Stored items
========
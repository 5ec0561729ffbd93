use std::env;
use std::fmt;
use std::net::{IpAddr, SocketAddr};
use std::path::PathBuf;

/// Distinguishes runtime behavior for different stages of the service.
#[derive(Debug, Clone, Copy, PartialEq, Eq)]
pub enum AppEnvironment {
    Development,
    Test,
    Production,
}

impl AppEnvironment {
    fn from_str(value: &str) -> Self {
        match value.trim().to_ascii_lowercase().as_str() {
            "prod" | "production" => Self::Production,
            "test" | "ci" => Self::Test,
            _ => Self::Development,
        }
    }
}

/// Top-level configuration for the application.
#[derive(Debug, Clone)]
pub struct AppConfig {
    pub environment: AppEnvironment,
    pub server: ServerConfig,
    pub telemetry: TelemetryConfig,
    pub rules: RulesConfig,
}

impl AppConfig {
    pub fn load() -> Result<Self, ConfigError> {
        dotenvy::dotenv().ok();

        let environment = AppEnvironment::from_str(
            &env::var("APP_ENV").unwrap_or_else(|_| "development".to_string()),
        );

        let host = env::var("APP_HOST").unwrap_or_else(|_| "127.0.0.1".to_string());
        let port = env::var("APP_PORT")
            .unwrap_or_else(|_| "3000".to_string())
            .parse::<u16>()
            .map_err(|_| ConfigError::InvalidPort)?;

        let log_level = env::var("APP_LOG_LEVEL").unwrap_or_else(|_| "info".to_string());

        let rules_path = env::var("APP_RULES_PATH")
            .ok()
            .filter(|value| !value.trim().is_empty())
            .map(PathBuf::from);

        Ok(Self {
            environment,
            server: ServerConfig { host, port },
            telemetry: TelemetryConfig { log_level },
            rules: RulesConfig { path: rules_path },
        })
    }
}

/// Settings controlling the HTTP server binding.
#[derive(Debug, Clone)]
pub struct ServerConfig {
    pub host: String,
    pub port: u16,
}

impl ServerConfig {
    pub fn socket_addr(&self) -> Result<SocketAddr, ConfigError> {
        if self.host.eq_ignore_ascii_case("localhost") {
            return Ok(SocketAddr::new(IpAddr::from([127, 0, 0, 1]), self.port));
        }

        let ip: IpAddr = self
            .host
            .parse()
            .map_err(|source| ConfigError::InvalidHost { source })?;

        Ok(SocketAddr::new(ip, self.port))
    }
}

/// Tracing controls.
#[derive(Debug, Clone)]
pub struct TelemetryConfig {
    pub log_level: String,
}

/// Where the analysis rule table comes from. `None` selects the built-in table.
#[derive(Debug, Clone, Default)]
pub struct RulesConfig {
    pub path: Option<PathBuf>,
}

#[derive(Debug)]
pub enum ConfigError {
    InvalidPort,
    InvalidHost { source: std::net::AddrParseError },
}

impl fmt::Display for ConfigError {
    fn fmt(&self, f: &mut fmt::Formatter<'_>) -> fmt::Result {
        match self {
            ConfigError::InvalidPort => write!(f, "APP_PORT must be a valid u16"),
            ConfigError::InvalidHost { .. } => {
                write!(f, "APP_HOST must parse to an IPv4 or IPv6 address")
            }
        }
    }
}

impl std::error::Error for ConfigError {
    fn source(&self) -> Option<&(dyn std::error::Error + 'static)> {
        match self {
            ConfigError::InvalidPort => None,
            ConfigError::InvalidHost { source } => Some(source),
        }
    }
}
========
● Problem requirements: Looking at the entries above, count the lines that hold the string "InvalidHost" and reply with the count alone.

● Task output: 4